All drugs go through a rigorous approvals process, but this was speeded up where possible. For example, there were lots more volunteers taking part in trials than ordinarily would be the case because it’s been so high profile - catalysts such as this likely made this the fastest development programme ever undertaken.
So, once vaccines are approved, where do we go next? We’d argue that having the right technology and systems in place to ensure the best process will be as important as having the means of production on standby. This is needed to ensure enough stock can be manufactured quickly enough to protect the population and limit further damage to society.
The use of an advanced planning and scheduling (APS) system is critical in creating a single real-time plan to reduce lead times and optimise resources. The granularity of data far exceeds that of spreadsheets and users are able to use this to model scenarios based on resources, constraints and process time, in order to make more effective decisions.
So, what are the critical elements to ensure we maximise the new facility’s full potential?

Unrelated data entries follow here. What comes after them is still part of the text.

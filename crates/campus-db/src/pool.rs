//! Database connection pool

use sqlx::postgres::PgPoolOptions;
use sqlx::PgPool;
use std::time::Duration;

/// Database connection pool type alias
pub type DbPool = PgPool;

/// Create a new database connection pool
pub async fn create_pool(database_url: &str) -> Result<DbPool, sqlx::Error> {
    PgPoolOptions::new()
        .max_connections(10)
        .acquire_timeout(Duration::from_secs(5))
        .connect(database_url)
        .await
}

/// Create a pool with an explicit connection limit
pub async fn create_pool_with_limit(
    database_url: &str,
    max_connections: u32,
) -> Result<DbPool, sqlx::Error> {
    PgPoolOptions::new()
        .max_connections(max_connections)
        .acquire_timeout(Duration::from_secs(5))
        .connect(database_url)
        .await
}
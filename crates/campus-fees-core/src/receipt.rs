//! Receipt number generation.
//!
//! Format: `RCP-YYYYMMDD-XXXXXXXXXX` where the suffix is 10 uppercase hex
//! characters drawn from a fresh UUID. Uniqueness is backstopped by the
//! UNIQUE constraint on fee_transactions.receipt_no; a collision surfaces as
//! a conflict for the caller to resubmit, matching the no-retry policy.

use chrono::NaiveDate;
use uuid::Uuid;

/// Generate a receipt number for the given collection date.
pub fn generate(date: NaiveDate) -> String {
    let suffix = hex::encode_upper(&Uuid::new_v4().as_bytes()[..5]);
    format!("RCP-{}-{}", date.format("%Y%m%d"), suffix)
}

Spreadsheets are complex, inconsistent, prone to errors and out-of-date - not to mention time-consuming. With no visibility over processes, they are unable to show where there is capacity. Having a single source of data to base decisions on, means no time lag and the assurance of a standardised dataset, leading to one single version of the truth.
This is key to ramping up vaccine production quickly. After all, without a firm basis of evidence, how can managers make informed decisions that ultimately drive performance? This will save all important time and reduce the likelihood of planning mistakes and delays - set-backs we can ill-afford.
As there are so many unknowns, setting the facility up to enable a 360-degree view will enable planners to act quickly and communicate any changes to drive productivity. This means implementing an APS which has powerful planning capabilities that help production managers coordinate each stage of manufacturing.
Crucially, this can be fundamental for scaling up operations in a new facility such as the one planned in Essex. ‘What-if?’ scenario planning means we’ll be able to model different options and understand the impact of different variables in the production process, including the resources needed and whether bottlenecks are likely to occur.
As we understand more about the production process, planners will be able to use this approach to plot the best path to manufacture the greatest amount of vaccine in the shortest space of time.
Alongside planning, there will also need to be a scheduling function which facilitates production constraints (materials, workforce and so on) to create and optimise a schedule. This will enable the team to intelligently manage workloads, taking the availability of different resources into account and helping to facilitate different production routes where necessary.
In addition to the investment in new manufacturing infrastructure, the Government has also made an additional £4.7m available for new training facilities, and an online learning platform, to boost vaccines as well as cell and gene therapy skills.
It’s important to note that having advanced systems in place will not replace the experience of the planning team. However, it will do the heavy lifting for planners and supervisors, allowing them to focus on ensuring the facility reaches its maximum potential as soon as possible, using their knowledge and expertise.
Let’s make sure we guarantee that those at the helm, when this facility is complete, will be spending less time accessing spreadsheets and more on completing the task at hand. Only when there is a single version of the truth will they identify how to truly maximise resources and yield, while eliminating the human errors that invariably come as a result of manual processes.
There will be more than enough to think about for them given the momentous task of planning the manufacture of enough vaccines for the entire country now and in the future.